Welcome to the forum @FourthPartyAI ,
Adding a download button to the UI is definitely possible via Prodigy custom events.
In a nutshell, you could add a download button to the UI, hook it to a custom javascript event that would call Database API (concretely db.get_dataset_examples
) and save the result to disk.
Please see the docs on custom interfaces with HTML, CSS and javascript I linked above to see some examples of similar UI extensions.
That said, modifying the UI is not necessarily the simplest solution for what you need, imo. You could also just add a background script to your docker that would periodically save the dataset to disk. You could leverage Prodigy database CLI for this.
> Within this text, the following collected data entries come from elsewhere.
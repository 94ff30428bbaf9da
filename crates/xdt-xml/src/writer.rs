//! Format-preserving serialization.
//!
//! Nodes other than elements are written from their raw text. Element start
//! tags are rebuilt from the recorded [`AttributeLayout`] when there is one,
//! so an untouched element comes out exactly as it went in and an edited one
//! only changes around the attributes that were edited.

use crate::document::{Closing, ElementData, NodeId, NodeKind, XmlDocument};
use crate::preserve::AttributeLayout;

/// Serialize a node and its subtree.
pub fn node_to_string(doc: &XmlDocument, id: NodeId) -> String {
    let mut out = String::new();
    write_node(doc, id, &mut out);
    out
}

/// Append the serialization of a node and its subtree to `out`.
pub fn write_node(doc: &XmlDocument, id: NodeId, out: &mut String) {
    match doc.kind(id) {
        NodeKind::Document => {
            for child in doc.children(id) {
                write_node(doc, *child, out);
            }
        }
        NodeKind::Element(element) => write_element(doc, id, element, out),
        NodeKind::Text(raw)
        | NodeKind::CData(raw)
        | NodeKind::Comment(raw)
        | NodeKind::ProcessingInstruction(raw)
        | NodeKind::Declaration(raw)
        | NodeKind::DocType(raw) => out.push_str(raw),
    }
}

fn write_element(doc: &XmlDocument, id: NodeId, element: &ElementData, out: &mut String) {
    let name = element.name.to_string();
    out.push('<');
    out.push_str(&name);

    match doc.layout(id) {
        Some(layout) => write_recorded_attributes(element, layout, out),
        None => write_inferred_attributes(element, out),
    }

    let children = doc.children(id);
    match (&element.closing, children.is_empty()) {
        (Closing::SelfClosing, true) => out.push_str("/>"),
        (closing, _) => {
            out.push('>');
            for child in children {
                write_node(doc, *child, out);
            }
            match closing {
                Closing::Explicit(raw) if !raw.is_empty() => out.push_str(raw),
                _ => {
                    out.push_str("</");
                    out.push_str(&name);
                    out.push('>');
                }
            }
        }
    }
}

/// Replay a recorded layout.
///
/// Surviving attributes keep their token or, when their value changed,
/// their spelling and quote character. A removed attribute takes its gap
/// with it, except that the first surviving attribute always gets the
/// leading gap. Added attributes follow, separated by the dominant gap.
fn write_recorded_attributes(element: &ElementData, layout: &AttributeLayout, out: &mut String) {
    let mut first = true;

    for (index, token) in layout.tokens.iter().enumerate() {
        let Some(attr) = element.attribute(&token.name) else {
            continue;
        };
        let gap = if first {
            layout.leading_gap()
        } else {
            layout.gaps[index].as_str()
        };
        out.push_str(gap);
        if attr.value == token.value {
            out.push_str(&token.raw);
        } else {
            out.push_str(&token.with_value(&attr.value));
        }
        first = false;
    }

    for attr in &element.attributes {
        let qualified = attr.name.to_string();
        if layout.token(&qualified).is_some() {
            continue;
        }
        let gap = if first && !layout.tokens.is_empty() {
            layout.leading_gap()
        } else if first {
            " "
        } else {
            layout.dominant_gap()
        };
        out.push_str(gap);
        push_attribute(&qualified, &attr.value, out);
        first = false;
    }

    out.push_str(layout.trailing_gap());
}

/// Layout for elements that were never parsed: insertion order, single spaces.
fn write_inferred_attributes(element: &ElementData, out: &mut String) {
    for attr in &element.attributes {
        out.push(' ');
        push_attribute(&attr.name.to_string(), &attr.value, out);
    }
}

fn push_attribute(name: &str, value: &str, out: &mut String) {
    out.push_str(name);
    out.push_str("=\"");
    out.push_str(&quick_xml::escape::escape(value));
    out.push('"');
}

#[cfg(test)]
mod tests {
    use crate::document::XmlDocument;
    use xdt_source_map::FileId;

    fn parse(content: &str) -> XmlDocument {
        XmlDocument::parse(content, FileId(0)).unwrap()
    }

    #[test]
    fn test_round_trip_is_identity() {
        let source = "<?xml version=\"1.0\" encoding=\"utf-8\"?>\r\n\
<!DOCTYPE configuration>\r\n\
<!-- leading comment -->\r\n\
<configuration  xmlns:x = 'urn:x' >\r\n\
\t<appSettings>\r\n\
\t\t<add key=\"a\"   value='1&amp;2' />\r\n\
\t\t<add\r\n\t\t\tkey=\"b\"\r\n\t\t\tvalue=\"&#x41;\"/>\r\n\
\t\t<![CDATA[ <raw> ]]>\r\n\
\t\t<?pi data?>\r\n\
\t</appSettings   >\r\n\
\t<empty></empty>\r\n\
</configuration>\r\n";
        assert_eq!(parse(source).to_xml_string(), source);
    }

    #[test]
    fn test_changed_value_keeps_quote_and_neighbours() {
        let mut doc = parse("<a>\n  <add key='k'\n       value = \"old\"\n       extra='e'/>\n</a>");
        let add = doc.element_children(doc.root_element().unwrap())[0];
        doc.set_attribute(add, "value", "new & <improved>");

        assert_eq!(
            doc.to_xml_string(),
            "<a>\n  <add key='k'\n       value = \"new &amp; &lt;improved&gt;\"\n       extra='e'/>\n</a>"
        );
    }

    #[test]
    fn test_removed_attribute_drops_its_gap() {
        let mut doc = parse("<a  one=\"1\"\n   two=\"2\"\n   three=\"3\" />");
        let a = doc.root_element().unwrap();

        doc.remove_attribute(a, "two");
        assert_eq!(doc.to_xml_string(), "<a  one=\"1\"\n   three=\"3\" />");

        doc.remove_attribute(a, "one");
        assert_eq!(doc.to_xml_string(), "<a  three=\"3\" />");

        doc.remove_attribute(a, "three");
        assert_eq!(doc.to_xml_string(), "<a />");
    }

    #[test]
    fn test_added_attribute_uses_dominant_gap() {
        let mut doc = parse("<add\n    a=\"1\"\n    b=\"2\" c=\"3\"\n    d=\"4\"></add>");
        let add = doc.root_element().unwrap();
        doc.set_attribute(add, "e", "5");

        insta::assert_snapshot!(doc.to_xml_string(), @r#"
        <add
            a="1"
            b="2" c="3"
            d="4"
            e="5"></add>
        "#);
    }

    #[test]
    fn test_added_attribute_on_element_without_attributes() {
        let mut doc = parse("<root>\n  <item/>\n</root>");
        let item = doc.element_children(doc.root_element().unwrap())[0];
        doc.set_attribute(item, "name", "x\"y");

        assert_eq!(doc.to_xml_string(), "<root>\n  <item name=\"x&quot;y\"/>\n</root>");
    }

    #[test]
    fn test_self_closing_element_gains_end_tag() {
        let mut doc = parse("<root><p:item  a='1'/></root>");
        let item = doc.element_children(doc.root_element().unwrap())[0];
        let child = doc.create_element("child");
        doc.append_child(item, child);

        assert_eq!(doc.to_xml_string(), "<root><p:item  a='1'><child/></p:item></root>");
    }

    #[test]
    fn test_synthesized_element() {
        let mut doc = parse("<root/>");
        let root = doc.root_element().unwrap();
        let el = doc.create_element("add");
        doc.set_attribute(el, "key", "a<b");
        doc.set_attribute(el, "value", "1");
        let text = doc.create_text("x & y");
        let inner = doc.create_element("inner");
        doc.append_child(inner, text);
        doc.append_child(el, inner);
        doc.append_child(root, el);

        assert_eq!(
            doc.to_xml_string(),
            "<root><add key=\"a&lt;b\" value=\"1\"><inner>x &amp; y</inner></add></root>"
        );
    }

    #[test]
    fn test_save_keeps_writer_open() {
        use std::io::Write;

        let doc = parse("<a x='1'/>");
        let mut buffer: Vec<u8> = Vec::new();
        doc.save(&mut buffer).unwrap();
        buffer.write_all(b"\n<!-- appended -->").unwrap();

        assert_eq!(
            String::from_utf8(buffer).unwrap(),
            "<a x='1'/>\n<!-- appended -->"
        );
    }

    #[test]
    fn test_bom_is_preserved() {
        let doc = parse("\u{feff}<a/>");
        let mut buffer: Vec<u8> = Vec::new();
        doc.save(&mut buffer).unwrap();
        assert_eq!(buffer, "\u{feff}<a/>".as_bytes());
    }
}
//! Error code catalog and lookup.
//!
//! Maps error codes (like "X-2-1") to their metadata: subsystem, title,
//! default message and documentation URL.

use once_cell::sync::Lazy;
use serde::{Deserialize, Serialize};
use std::collections::HashMap;

/// Metadata for an error code.
#[derive(Debug, Clone, Serialize, Deserialize, PartialEq, Eq)]
pub struct ErrorCodeInfo {
    /// Subsystem name (e.g., "xml", "directive", "locator")
    pub subsystem: String,

    /// Short title for the error
    pub title: String,

    /// Default message template
    pub message_template: String,

    /// URL to documentation (optional)
    #[serde(skip_serializing_if = "Option::is_none")]
    pub docs_url: Option<String>,

    /// When this error was introduced (version)
    pub since_version: String,
}

/// Global error catalog, embedded at compile time from `error_catalog.json`.
///
/// # Panics
///
/// Panics on first access if the embedded JSON is invalid.
pub static ERROR_CATALOG: Lazy<HashMap<String, ErrorCodeInfo>> = Lazy::new(|| {
    let json_data = include_str!("../error_catalog.json");
    serde_json::from_str(json_data).expect("Invalid error catalog JSON - this is a bug in xdt")
});

/// Look up error code information.
///
/// # Example
///
/// ```
/// use xdt_error_reporting::catalog::get_error_info;
///
/// let info = get_error_info("X-2-1").unwrap();
/// assert_eq!(info.subsystem, "directive");
/// ```
pub fn get_error_info(code: &str) -> Option<&ErrorCodeInfo> {
    ERROR_CATALOG.get(code)
}

/// Get documentation URL for an error code.
pub fn get_docs_url(code: &str) -> Option<&str> {
    ERROR_CATALOG
        .get(code)
        .and_then(|info| info.docs_url.as_deref())
}

/// Get the subsystem name for an error code.
pub fn get_subsystem(code: &str) -> Option<&str> {
    ERROR_CATALOG.get(code).map(|info| info.subsystem.as_str())
}

#[cfg(test)]
mod tests {
    use super::*;

    #[test]
    fn test_catalog_loads() {
        assert!(!ERROR_CATALOG.is_empty());
    }

    #[test]
    fn test_internal_error_exists() {
        let info = get_error_info("X-0-1").unwrap();
        assert_eq!(info.subsystem, "internal");
        assert_eq!(info.title, "Internal Error");
        assert!(info.docs_url.is_some());
    }

    #[test]
    fn test_codes_are_well_formed() {
        for code in ERROR_CATALOG.keys() {
            let parts: Vec<&str> = code.split('-').collect();
            assert_eq!(parts.len(), 3, "bad code {code}");
            assert_eq!(parts[0], "X");
            assert!(parts[1].parse::<u32>().is_ok());
            assert!(parts[2].parse::<u32>().is_ok());
        }
    }

    #[test]
    fn test_get_docs_url() {
        assert!(get_docs_url("X-3-1").unwrap().ends_with("X-3-1"));
        assert!(get_docs_url("X-3-3").is_none());
    }

    #[test]
    fn test_get_subsystem() {
        assert_eq!(get_subsystem("X-1-1"), Some("xml"));
        assert_eq!(get_subsystem("X-999-999"), None);
    }
}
The background script could look something like (assuming you mounted a Volume in a path /app/backups
and DATASET_NAME
is specified as ENV var) :
#!/bin/bash
if [ -z "$1" ]; then
echo "Error: Dataset name must be provided"
echo "Usage: $0 <dataset_name>"
exit 1
fi
DATASET_NAME="$1"
while true; do
echo "Creating backup of dataset: $DATASET_NAME"
# Create timestamp for backup
timestamp=$(date +%Y%m%d_%H%M%S)
# Export the dataset
echo "Backing up dataset: $DATASET_NAME"
prodigy db-out $DATASET_NAME "/app/backups/${DATASET_NAME}_${timestamp}.jsonl"
echo "Backup completed at $(date)"
# Wait for the specified interval (default: 1 hour)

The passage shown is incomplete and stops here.